Perturbing the output of a loss function

Hi all,

As part of my team’s research, we are investigating applying a perturbation to the loss function of a neural network, to backpropagate using a noisy loss rather than the true loss. We are experimenting with normal noise with mean 0, and changing the standard deviation. We have implemented the following code:

loss_noisy = loss + np.random.normal(0, scale) * loss / loss.detach()


This adds the normalised loss vector to itself, with a random scaling, to emulate the equation

L = L + N(0, Scale)

We have produced results which show degraded performance of the network with increased scaling. However, we are unsure exactly how this is working under the hood. In particular, if a Loss value is composed of multiple samples, it is unclear how the perturbation is ‘distributed’ amongst the individual sample backpropagation steps.

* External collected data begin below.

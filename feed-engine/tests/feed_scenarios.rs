//! End-to-end feed scenarios over the in-memory store.
//!
//! Events are enqueued the way domain hooks would, then drained through the
//! same engine the orchestrator drives.

use std::sync::Arc;
use std::time::Duration;

use feed_engine::{Dependencies, Settings};
use feed_engine::config::StorageBackend;
use feed_engine_pipeline::capabilities::{StaticEntityResolver, StaticFollowerLookup};
use feed_engine_repository::{EventQueueRepository, FanoutRepository, MemoryFeedStore};
use feed_engine_shared::types::{
    Aggregate, AggregateAction, CategoryName, EntityRef, EntityType, EventId, EventStatus, NewEvent,
};
use serde_json::json;
use uuid::Uuid;

struct Harness {
    store: Arc<MemoryFeedStore>,
    followers: Arc<StaticFollowerLookup>,
    resolver: Arc<StaticEntityResolver>,
    deps: Dependencies,
}

fn harness(settings: Settings) -> Harness {
    let store = Arc::new(MemoryFeedStore::new());
    let followers = Arc::new(StaticFollowerLookup::new());
    let resolver = Arc::new(StaticEntityResolver::new());
    let deps = Dependencies::assemble(store.clone(), followers.clone(), resolver.clone(), &settings);
    Harness {
        store,
        followers,
        resolver,
        deps,
    }
}

fn memory_settings() -> Settings {
    Settings {
        storage: StorageBackend::Memory,
        ..Settings::default()
    }
}

impl Harness {
    async fn enqueue(&self, event: NewEvent) -> EventId {
        self.deps.queue.enqueue(&event).await.unwrap()
    }

    /// Processes everything due, including events emitted while draining.
    async fn drain(&self) {
        loop {
            let events = self.deps.queue.poll().await.unwrap();
            if events.is_empty() {
                return;
            }
            for event in events {
                let outcome = self.deps.engine.handle(&event).await;
                self.deps.queue.ack(&event, &outcome).await.unwrap();
            }
        }
    }

    async fn status(&self, id: EventId) -> EventStatus {
        self.store.get_event(id).await.unwrap().unwrap().status
    }

    fn aggregates_of(&self, action: AggregateAction) -> Vec<Aggregate> {
        self.store
            .aggregates()
            .into_iter()
            .filter(|aggregate| aggregate.action == action)
            .collect()
    }

    /// Registers a review with the resolver and returns its posting event.
    fn review(&self, author: Uuid) -> (Uuid, NewEvent) {
        let id = Uuid::new_v4();
        self.resolver.insert(EntityRef::review(id), json!({ "id": id }));
        let event = NewEvent::addition(EntityType::Review, id)
            .with_actor(author)
            .with_extra(json!({ "has_text": true }));
        (id, event)
    }
}

fn mark_game(user: Uuid, game: Uuid, status: &str) -> NewEvent {
    NewEvent::addition(EntityType::Game, game)
        .with_actor(user)
        .with_extra(json!({ "status": status }))
}

fn follow(follower: Uuid, followee: Uuid, before: i64) -> NewEvent {
    NewEvent::addition(EntityType::Follow, Uuid::new_v4())
        .with_actor(follower)
        .with_extra(json!({
            "followee_id": followee,
            "followers_before": before,
            "followers_after": before + 1,
        }))
}

#[tokio::test]
async fn test_reviews_merge_and_reach_the_authors_followers() {
    let h = harness(memory_settings());
    let (author, follower) = (Uuid::new_v4(), Uuid::new_v4());
    h.followers.add_follower(EntityRef::user(author), follower);

    for _ in 0..3 {
        let (_, event) = h.review(author);
        h.enqueue(event).await;
    }
    h.drain().await;

    let aggregates = h.aggregates_of(AggregateAction::ReviewPosted);
    assert_eq!(aggregates.len(), 1);
    assert_eq!(aggregates[0].categories[&CategoryName::Reviews].total(), 3);

    let fanout = h.store.fanout_entries_for(aggregates[0].id).await.unwrap();
    assert_eq!(fanout.len(), 2);

    let page = h.deps.feed.list_feed(follower, None, 10).await.unwrap();
    assert_eq!(page.items.len(), 1);
    let reviews = &page.items[0].categories[0];
    assert_eq!(reviews.total, 3);
    assert_eq!(reviews.displayed.len(), 3);
}

#[tokio::test]
async fn test_redelivered_event_changes_nothing() {
    let h = harness(memory_settings());
    let author = Uuid::new_v4();
    let (_, event) = h.review(author);
    h.enqueue(event).await;

    let events = h.deps.queue.poll().await.unwrap();
    for _ in 0..2 {
        h.deps.engine.handle(&events[0]).await;
    }

    let aggregates = h.store.aggregates();
    assert_eq!(aggregates.len(), 1);
    assert_eq!(aggregates[0].categories[&CategoryName::Reviews].total(), 1);
    assert_eq!(h.store.fanout_entries_for(aggregates[0].id).await.unwrap().len(), 1);
}

#[tokio::test]
async fn test_unmarked_games_are_stripped_and_empty_aggregates_deleted() {
    let h = harness(memory_settings());
    let user = Uuid::new_v4();
    let games: Vec<Uuid> = (0..3).map(|_| Uuid::new_v4()).collect();
    for game in &games {
        h.enqueue(mark_game(user, *game, "playing")).await;
    }
    h.drain().await;

    let aggregate = &h.aggregates_of(AggregateAction::GameStatus)[0];
    assert_eq!(aggregate.categories[&CategoryName::Games].ids(), games.as_slice());

    h.enqueue(NewEvent::deletion(EntityType::Game, games[1]).with_actor(user))
        .await;
    h.drain().await;
    let aggregate = &h.aggregates_of(AggregateAction::GameStatus)[0];
    assert_eq!(aggregate.categories[&CategoryName::Games].ids(), &[games[0], games[2]]);
    let aggregate_id = aggregate.id;

    for game in [games[0], games[2]] {
        h.enqueue(NewEvent::deletion(EntityType::Game, game).with_actor(user))
            .await;
    }
    h.drain().await;
    assert!(h.aggregates_of(AggregateAction::GameStatus).is_empty());
    assert!(h.store.fanout_entries_for(aggregate_id).await.unwrap().is_empty());
}

#[tokio::test]
async fn test_unmarking_only_touches_the_actors_aggregates() {
    let h = harness(memory_settings());
    let (alice, bob, game) = (Uuid::new_v4(), Uuid::new_v4(), Uuid::new_v4());
    h.enqueue(mark_game(alice, game, "owned")).await;
    h.enqueue(mark_game(bob, game, "owned")).await;
    h.drain().await;

    h.enqueue(NewEvent::deletion(EntityType::Game, game).with_actor(alice))
        .await;
    h.drain().await;

    let remaining = h.aggregates_of(AggregateAction::GameStatus);
    assert_eq!(remaining.len(), 1);
    assert_eq!(remaining[0].owner_id, Some(bob));
}

#[tokio::test]
async fn test_deleted_user_disappears_from_every_feed() {
    let h = harness(memory_settings());
    let (alice, bob) = (Uuid::new_v4(), Uuid::new_v4());
    h.enqueue(follow(alice, bob, 0)).await;
    let (_, review) = h.review(alice);
    h.enqueue(review).await;
    h.drain().await;

    assert_eq!(h.aggregates_of(AggregateAction::NewFollower).len(), 1);
    assert_eq!(h.store.aggregates().len(), 3);

    let deleted = h.enqueue(NewEvent::deletion(EntityType::User, alice)).await;
    h.drain().await;

    assert_eq!(h.status(deleted).await, EventStatus::Finished);
    assert!(h.store.aggregates().is_empty());
}

#[tokio::test]
async fn test_popular_game_fires_exactly_once() {
    let mut settings = memory_settings();
    settings.threshold.game_owned_count = 3;
    let h = harness(settings);
    let game = Uuid::new_v4();

    for _ in 0..8 {
        h.enqueue(mark_game(Uuid::new_v4(), game, "owned")).await;
    }
    h.drain().await;

    assert_eq!(h.store.mark_count(), 1);
    let milestones: Vec<_> = h
        .store
        .events()
        .into_iter()
        .filter(|event| event.entity_type == EntityType::Milestone)
        .collect();
    assert_eq!(milestones.len(), 1);
    assert_eq!(milestones[0].status, EventStatus::Finished);

    let community = h.aggregates_of(AggregateAction::CommunityGamePopular);
    assert_eq!(community.len(), 1);
    assert_eq!(community[0].owner_id, None);
    assert!(community[0].contains(CategoryName::Games, &game));
}

#[tokio::test]
async fn test_follower_milestone_survives_unfollow_and_refollow() {
    let mut settings = memory_settings();
    settings.threshold.user_followers = 2;
    let h = harness(settings);
    let (star, first, second) = (Uuid::new_v4(), Uuid::new_v4(), Uuid::new_v4());

    h.enqueue(follow(first, star, 0)).await;
    h.enqueue(follow(second, star, 1)).await;
    h.drain().await;
    assert_eq!(h.store.mark_count(), 1);

    h.enqueue(
        NewEvent::deletion(EntityType::Follow, Uuid::new_v4())
            .with_actor(second)
            .with_extra(json!({ "followee_id": star })),
    )
    .await;
    h.enqueue(follow(second, star, 1)).await;
    h.drain().await;

    assert_eq!(h.store.mark_count(), 1);
    assert_eq!(h.aggregates_of(AggregateAction::CommunityUserPopular).len(), 1);
}

#[tokio::test]
async fn test_below_threshold_like_is_empty() {
    let h = harness(memory_settings());
    let like = h
        .enqueue(
            NewEvent::addition(EntityType::ReviewLike, Uuid::new_v4()).with_extra(json!({
                "review_id": Uuid::new_v4(),
                "likes_before": 3,
                "likes_after": 4,
            })),
        )
        .await;
    h.drain().await;

    assert_eq!(h.status(like).await, EventStatus::Empty);
    assert_eq!(h.store.mark_count(), 0);
}

#[tokio::test]
async fn test_collection_posts_follow_their_join_rows() {
    let h = harness(memory_settings());
    let (owner, collection) = (Uuid::new_v4(), Uuid::new_v4());
    let added = |size: i64| {
        NewEvent::addition(EntityType::CollectionGame, Uuid::new_v4())
            .with_actor(owner)
            .with_extra(json!({
                "collection_id": collection,
                "game_id": Uuid::new_v4(),
                "collection_size": size,
            }))
    };

    let too_small = h.enqueue(added(2)).await;
    let first = added(6);
    let first_row = first.entity_id;
    h.enqueue(first).await;
    h.enqueue(added(7)).await;
    h.drain().await;

    assert_eq!(h.status(too_small).await, EventStatus::Empty);
    assert_eq!(h.aggregates_of(AggregateAction::CollectionGameAdded).len(), 2);

    h.enqueue(NewEvent::deletion(EntityType::CollectionGame, first_row))
        .await;
    h.drain().await;

    let remaining = h.aggregates_of(AggregateAction::CollectionGameAdded);
    assert_eq!(remaining.len(), 1);
    assert_ne!(remaining[0].anchor, Some(EntityRef::new(EntityType::CollectionGame, first_row)));
}

#[tokio::test]
async fn test_malformed_event_ends_in_error_without_retries() {
    let h = harness(memory_settings());
    let id = h
        .enqueue(NewEvent::addition(EntityType::Follow, Uuid::new_v4()).with_actor(Uuid::new_v4()))
        .await;
    h.drain().await;

    let event = h.store.get_event(id).await.unwrap().unwrap();
    assert_eq!(event.status, EventStatus::Error);
    assert_eq!(event.retry_count, 0);
    assert_eq!(h.deps.queue.failed_events(10).await.unwrap().len(), 1);
}

#[tokio::test]
async fn test_language_change_retags_existing_aggregates() {
    let h = harness(memory_settings());
    let author = Uuid::new_v4();
    let (_, review) = h.review(author);
    h.enqueue(review).await;
    h.enqueue(mark_game(author, Uuid::new_v4(), "beaten")).await;
    h.drain().await;

    h.enqueue(NewEvent::language_change(EntityType::User, author).with_extra(json!({ "language": "pt" })))
        .await;
    h.drain().await;

    let aggregates = h.store.aggregates();
    assert_eq!(aggregates.len(), 2);
    assert!(
        aggregates
            .iter()
            .all(|aggregate| aggregate.language.as_deref() == Some("pt"))
    );
}

#[tokio::test]
async fn test_feed_shows_half_the_display_limit_per_category() {
    let mut settings = memory_settings();
    settings.feed.display_limit = 4;
    let h = harness(settings);
    let author = Uuid::new_v4();

    let mut reviews = Vec::new();
    for _ in 0..5 {
        let (id, event) = h.review(author);
        reviews.push(id);
        h.enqueue(event).await;
    }
    h.drain().await;

    let page = h.deps.feed.list_feed(author, None, 10).await.unwrap();
    let category = &page.items[0].categories[0];
    assert_eq!(category.total, 5);
    assert_eq!(category.displayed.len(), 2);
    assert_eq!(category.displayed[0]["id"], json!(reviews[4]));
    assert_eq!(category.displayed[1]["id"], json!(reviews[3]));
}

#[tokio::test]
async fn test_grouped_games_show_half_the_display_limit() {
    let mut settings = memory_settings();
    settings.feed.display_limit = 4;
    let h = harness(settings);
    let user = Uuid::new_v4();

    let mut games = Vec::new();
    for _ in 0..4 {
        let game = Uuid::new_v4();
        h.resolver.insert(EntityRef::game(game), json!({ "id": game }));
        games.push(game);
        h.enqueue(mark_game(user, game, "beaten")).await;
    }
    h.drain().await;

    let page = h.deps.feed.list_feed(user, None, 10).await.unwrap();
    assert_eq!(page.items.len(), 1);
    let category = &page.items[0].categories[0];
    assert_eq!(category.name, CategoryName::Games);
    assert_eq!(category.total, 4);
    assert_eq!(category.groups.get("beaten"), Some(&4));
    assert_eq!(category.displayed.len(), 2);
    assert_eq!(category.displayed[0]["id"], json!(games[3]));
    assert_eq!(category.displayed[1]["id"], json!(games[2]));
}

#[tokio::test]
async fn test_reactions_roll_up_on_the_orchestrator_pool() {
    let mut settings = memory_settings();
    settings.queue.idle_interval = Duration::from_millis(5);
    let Harness {
        store,
        resolver,
        deps,
        ..
    } = harness(settings);
    let Dependencies {
        mut orchestrator,
        queue,
        feed,
        ..
    } = deps;

    let (author, voter) = (Uuid::new_v4(), Uuid::new_v4());
    let review = Uuid::new_v4();
    resolver.insert(EntityRef::review(review), json!({ "id": review }));
    queue
        .enqueue(
            &NewEvent::addition(EntityType::Review, review)
                .with_actor(author)
                .with_extra(json!({ "has_text": true })),
        )
        .await
        .unwrap();

    let shutdown = orchestrator.shutdown_handle();
    let running = tokio::spawn(async move { orchestrator.run().await });

    let mut aggregate_id = None;
    for _ in 0..200 {
        if let Some(aggregate) = store.aggregates().first() {
            aggregate_id = Some(aggregate.id);
            break;
        }
        tokio::time::sleep(Duration::from_millis(10)).await;
    }
    let aggregate_id = aggregate_id.unwrap();

    assert!(feed.vote_reaction(author, aggregate_id, 1).await.unwrap());
    assert!(!feed.vote_reaction(author, aggregate_id, 1).await.unwrap());
    assert!(feed.vote_reaction(voter, aggregate_id, 1).await.unwrap());

    let mut rolled_up = false;
    for _ in 0..200 {
        let counts = store.aggregates()[0].reaction_counts.clone();
        if counts.get(&1) == Some(&2) {
            rolled_up = true;
            break;
        }
        tokio::time::sleep(Duration::from_millis(10)).await;
    }

    shutdown.send(()).unwrap();
    running.await.unwrap().unwrap();
    assert!(rolled_up);

    let page = feed.list_feed(author, None, 10).await.unwrap();
    assert_eq!(page.items[0].reaction_counts.get(&1), Some(&2));
    assert_eq!(page.items[0].my_reactions, vec![1]);
}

I was hoping that someone might have some experience with this, and would understand how the perturbation is distributed during backpropagation.



1 Like

Hi Elliott!

Let’s first cut to the chase and understand how your perturbation
affects the gradients computed by .backward().

You have:

loss_noisy = (1 + fac) * loss

where fac is a random deviate divided by loss.detach().

loss.detach() is numerically equal to loss, but is not, itself,
differentiated in the backpropagation process.

The whole gradient-computation process is linear in the final loss
scalar, so if unperturbed_grad is the result you would have obtained
by backpropagating loss, backpropagating loss_noisy will give you:

some_parameter.grad = (1 + fac) * unperturbed_grad

As for how the perturbation is distributed among individual samples,
your loss will typically be a sum (or average) over samples:

loss = loss_batch = loss_samples.sum()

(where loss_samples is a vector of length nBatch of per-sample

If you were to compute:

loss_samples_noisy = (1 + fac) * loss_samples

(where fac does include the loss.detach() that has been summed
over the samples), then

loss_noisy = loss_samples_noisy.sum()

So your perturbation gets distributed over the per-sample losses simply
by multiplying them individually by the same linear factor you used to
produce loss_noisy.

As an aside, I would probably perturb (add noise to) the predictions
of your model or to your target values, rather than perturbing loss


K. Frank


Hi KFrank!

Thanks for the detailed response, this has given us a lot to chew on. The observation that

some_parameter.grad = (1 + fac) * unperturbed_grad

was incredibly helpful for us to investigate our problem.